Tidak puas dalam arti tidak merasa cukup dengan kebaikan yang telah digapainya,
dan bukan berarti tidak pernah bersyukur dengan pemberia Tuhan, tapi justru
kedidakpuasan dalam mencapai kebaikan adalah bentuk kesyukuran beliau untuk
terus mencapai kebaikan berikutnya, untuk melakukan perjuangan yang lebih gigih
lagi demi kebaikan dan kemajuan yang lain berikutnya yang lebih baik.
Bahkan belakangan,
beliau pernah mengungkapkan keinginannya untuk mendirikan perguruan tinggi di
Kebuntelukdalam, yang tenaganya diharapkan dari alumninya sendiri yang sudah
dicanangkan jauh hari sebelumnya dan siap berjuang mewarisi
idealismebeliau.
Menyebarkan Gagasan
melalui Silaturrahim
Kiyai Anwari bukanlah
sosok yang pandai berorasi, tentu bukan sosok yang jago panggung, dalam
kesehariannya beliau tampak tidak banyak bicara, lebih banyak berbuat. Lebih
pas dikatakan sebagai figur yang low profile, tidak banyak bicara tapi
lebih banyak berbuat dan bertindak yang lebih pasti dan nyata. Beliau terkenal
suka silaturrahim baik kepada masyarakat biasa maupun koleganya. Gagasannya pun
lebih banyak disebarkan melalui cara-cara kultural, dngan cara silaturrahim
door to door ke rumaha tokoh masyarakatdari pada cara-cara yang formal dan
kaku.
Tak henti-hentinya
beliau melakukan silaturrahim kepada tokoh-tokoh masyarakat, kolega dan wali
santri, sebagai bentuk kepedulian dan upaya memikirkan persoalan
kemasyarakatan. Hampir setiap turun dari jumatan beliau tidak langusng pulang
ke dalemnya tapi masih menyempatkan untuk silaturrahim ke tokoh-tokoh
masyarakat seperti kepada kiyai Abdullah, Kiai Muhammad Yusuf, dan lain-lain.

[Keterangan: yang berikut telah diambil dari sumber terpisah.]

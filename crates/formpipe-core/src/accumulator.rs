//! Accumulation of decoded key/value pairs during one form read.

use std::collections::HashMap;

use crate::collection::FormCollection;
use crate::error::FormError;
use crate::options::FormOptions;

/// Collects decoded key/value pairs and enforces the configured quotas.
///
/// One accumulator belongs to exactly one read operation; it is owned and
/// passed explicitly, never shared. Values for a key keep arrival order,
/// and keys keep the insertion order of their first occurrence.
#[derive(Debug)]
pub struct KeyValueAccumulator {
    /// Keys in first-occurrence order.
    order: Vec<String>,
    values: HashMap<String, Vec<String>>,
    value_count: usize,
    value_count_limit: usize,
    key_length_limit: usize,
    value_length_limit: usize,
}

impl KeyValueAccumulator {
    /// Create an accumulator enforcing the limits in `options`.
    #[must_use]
    pub fn new(options: &FormOptions) -> Self {
        Self {
            order: Vec::new(),
            values: HashMap::new(),
            value_count: 0,
            value_count_limit: options.value_count_limit(),
            key_length_limit: options.key_length_limit(),
            value_length_limit: options.value_length_limit(),
        }
    }

    /// Append one decoded pair.
    ///
    /// # Errors
    ///
    /// Returns [`FormError::ValueCountLimit`] when this append would push
    /// the total value count past the configured maximum, and
    /// [`FormError::KeyOrValueLengthLimit`] when the decoded key or value
    /// is longer (in characters) than its configured maximum. On error the
    /// accumulator is left unchanged.
    pub fn append(&mut self, key: String, value: String) -> Result<(), FormError> {
        if self.value_count >= self.value_count_limit {
            return Err(FormError::ValueCountLimit {
                limit: self.value_count_limit,
            });
        }
        if key.chars().count() > self.key_length_limit {
            return Err(FormError::KeyOrValueLengthLimit {
                limit: self.key_length_limit,
            });
        }
        if value.chars().count() > self.value_length_limit {
            return Err(FormError::KeyOrValueLengthLimit {
                limit: self.value_length_limit,
            });
        }

        match self.values.get_mut(&key) {
            Some(list) => list.push(value),
            None => {
                self.order.push(key.clone());
                self.values.insert(key, vec![value]);
            }
        }
        self.value_count += 1;
        Ok(())
    }

    /// Number of distinct keys seen so far.
    #[must_use]
    pub fn key_count(&self) -> usize {
        self.order.len()
    }

    /// Total number of values appended so far, across all keys.
    #[must_use]
    pub fn value_count(&self) -> usize {
        self.value_count
    }

    /// Returns true if any pair has been appended.
    #[must_use]
    pub fn has_values(&self) -> bool {
        self.value_count > 0
    }

    /// Build the final key → joined-values mapping.
    ///
    /// Multiple values for one key are joined by `,` in arrival order.
    /// The accumulator is not consumed, so repeated calls without further
    /// appends return identical collections.
    #[must_use]
    pub fn results(&self) -> FormCollection {
        let entries = self
            .order
            .iter()
            .map(|key| {
                // Every key in `order` has an entry in `values`.
                let joined = self.values.get(key).map_or_else(String::new, |v| v.join(","));
                (key.clone(), joined)
            })
            .collect();
        FormCollection::from_entries(entries)
    }
}

#[cfg(test)]
mod tests {
    use super::*;

    fn accumulator() -> KeyValueAccumulator {
        KeyValueAccumulator::new(&FormOptions::default())
    }

    #[test]
    fn single_pair() {
        let mut acc = accumulator();
        acc.append("foo".into(), "bar".into()).unwrap();

        assert_eq!(acc.key_count(), 1);
        assert_eq!(acc.value_count(), 1);
        assert!(acc.has_values());
        assert_eq!(acc.results().get("foo"), Some("bar"));
    }

    #[test]
    fn empty_accumulator() {
        let acc = accumulator();
        assert_eq!(acc.key_count(), 0);
        assert!(!acc.has_values());
        assert!(acc.results().is_empty());
    }

    #[test]
    fn repeated_keys_join_with_comma_in_arrival_order() {
        let mut acc = accumulator();
        acc.append("baz".into(), "3".into()).unwrap();
        acc.append("baz".into(), "4".into()).unwrap();

        assert_eq!(acc.key_count(), 1);
        assert_eq!(acc.value_count(), 2);
        assert_eq!(acc.results().get("baz"), Some("3,4"));
    }

    #[test]
    fn keys_keep_first_occurrence_order() {
        let mut acc = accumulator();
        acc.append("b".into(), "1".into()).unwrap();
        acc.append("a".into(), "2".into()).unwrap();
        acc.append("b".into(), "3".into()).unwrap();
        acc.append("c".into(), "4".into()).unwrap();

        let keys: Vec<_> = acc.results().keys().map(str::to_owned).collect();
        assert_eq!(keys, vec!["b", "a", "c"]);
    }

    #[test]
    fn value_count_limit_met() {
        let options = FormOptions::new().with_value_count_limit(3);
        let mut acc = KeyValueAccumulator::new(&options);
        acc.append("foo".into(), "1".into()).unwrap();
        acc.append("bar".into(), "2".into()).unwrap();
        acc.append("baz".into(), "3".into()).unwrap();
        assert_eq!(acc.value_count(), 3);
    }

    #[test]
    fn value_count_limit_exceeded() {
        let options = FormOptions::new().with_value_count_limit(3);
        let mut acc = KeyValueAccumulator::new(&options);
        for i in 0..3 {
            acc.append(format!("k{i}"), "v".into()).unwrap();
        }

        let err = acc.append("k3".into(), "v".into()).unwrap_err();
        assert!(matches!(err, FormError::ValueCountLimit { limit: 3 }));
        // Failed append must not mutate state.
        assert_eq!(acc.value_count(), 3);
        assert_eq!(acc.key_count(), 3);
    }

    #[test]
    fn value_count_limit_exceeded_same_key() {
        let options = FormOptions::new().with_value_count_limit(3);
        let mut acc = KeyValueAccumulator::new(&options);
        for _ in 0..3 {
            acc.append("baz".into(), "v".into()).unwrap();
        }

        let err = acc.append("baz".into(), "v".into()).unwrap_err();
        assert!(matches!(err, FormError::ValueCountLimit { limit: 3 }));
    }

    #[test]
    fn key_length_limit() {
        let options = FormOptions::new().with_key_length_limit(10);
        let mut acc = KeyValueAccumulator::new(&options);
        acc.append("exactly_10".into(), "ok".into()).unwrap();

        let err = acc.append("baz1234567890".into(), "2".into()).unwrap_err();
        assert!(matches!(err, FormError::KeyOrValueLengthLimit { limit: 10 }));
    }

    #[test]
    fn value_length_limit() {
        let options = FormOptions::new().with_value_length_limit(10);
        let mut acc = KeyValueAccumulator::new(&options);
        acc.append("bar".into(), "1234567890".into()).unwrap();

        let err = acc.append("baz".into(), "1234567890123".into()).unwrap_err();
        assert!(matches!(err, FormError::KeyOrValueLengthLimit { limit: 10 }));
    }

    #[test]
    fn length_limits_count_characters_not_bytes() {
        let options = FormOptions::new().with_value_length_limit(2);
        let mut acc = KeyValueAccumulator::new(&options);
        // Two characters, four bytes.
        acc.append("k".into(), "áé".into()).unwrap();
    }

    #[test]
    fn results_is_idempotent() {
        let mut acc = accumulator();
        acc.append("foo".into(), "1".into()).unwrap();
        acc.append("baz".into(), "3".into()).unwrap();
        acc.append("baz".into(), "4".into()).unwrap();

        assert_eq!(acc.results(), acc.results());
    }

    #[test]
    fn empty_key_and_empty_value_are_stored() {
        let mut acc = accumulator();
        acc.append(String::new(), "bar".into()).unwrap();
        acc.append("foo".into(), String::new()).unwrap();

        let form = acc.results();
        assert_eq!(form.get(""), Some("bar"));
        assert_eq!(form.get("foo"), Some(""));
    }
}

Dengan cara demikian hubungan antar tokoh masyarakat makin baik, gagasan dan
cita-cita ideal beliau lambat laun pun dapat diterima dan bahkan dapat dukungan
yang kuat dari berbagai elemen.
Beliau lebih suka
marangkul dari pada “memukul”. Apalagi kepada tokoh masyarakat. Kepada anak
muda sekalipun beliau perlakukan demikian, beliau tidak pandang buluh, mereka
tokoh atau bukan, nakal atau tidak, semuanya beliau rangkul demi kebaikan
masyarakat secara umum. Tak segan-segannya beliau merangkul anak muda
kampong.
Dengan cara tersebut,
anak muda yang dulunya sering kali “usil” terhadap santrinya menjadi sungkan,
bahkan mereka yang tidak mendukungnya malah justru menjaga dan mendukung
pesantren yang dipangkunya.
Sebelum beliau
meninggalkan kita untuk selamanya, beliau pernah mengutarakan keinginannya
untuk mendirikan perguruan tinggi untuk memenuhi kebutuhan masyarakat. Yang
akan mengisi dan membidaninya adalah santri-santrinya yang sudah menjadi
sarjana dan mumupuni dalam bidang pendidikan. Sebuah cita-cita yang mulia yang
belum tercapai saat beliau masih hidup yang sepatutnya kita realisasikan
sebagai generasi penerus perjuangan beliau.
Keberhasilan Kiai
Anwari dalam berdakwah dan mengembangkan pendidikan di masyarakat tidak lepas
dari kerja keras dan kedisilpinan beliau. Beliau bukan sosok yang suka
berpangku tanga,mudah menyerah dan pasrah kepada kenyataan, apa lagi putus asa.
Dengan idealisme dan
pandangannya yang visioner beliau mampu eksis dan mewujud di tengah-tengah
masyarakat yang cukup dinamis. Hasil karyanya pun nyata dan kita rasakan saat
ini di masyarakat. Ide dan visinya yang kadang susah ditangkap menjadi karakter
dan ciri khas tersendiri yang membuat beliau makin dicintai selakigus disegani
oleh kolega dan masyarakatnya.
Beragkat dari
kenyataan dan jejak-jejak perjuangan beliau, barangkali kalau boleh menafsirkan
visi dan ide beliau tentang pendidikan adalah menyiapkan tenaga dan Sumber Daya
Manusia (SDM) yang sesuai dengan kebutuhan zamannya dan siap diposisikan
diberbagai lini.
Oleh karena itu,
sebelum beliau meninggalkan kita pernah berucap sebagai bentuk kesyukuran bahwa
lembaga yang dipangkunya baik pesantren maupun lembaga formal tidak sedikit
telah melahirkan alumni yang sudah mengisi dan mengabdi secara nyata di
masyarakat, baik di instansi pemerintah maupun nonpemerintah seperti aparat
desa, menjadi kiai, dosen, guru dan sebagainya, yang selama ini dirasa cukup
sulit didapatkan.
Barangkali tidak
berlebihan jika beliau dikatakan sebagai sosok yang visioner dengan idealisme
yang tak pernah lekang oleh waktu dan lapuk ditelan masa. Semoga kita dapat
mewarisi idealisme dan melanjutkan visinya. Amin… Wallahu a’lam bisshowab.
[]
Ainul Yakin, Santri
Pettong 1997-2000, Pengajar di Universitas Nurul Jadid Paiton Probolinggo.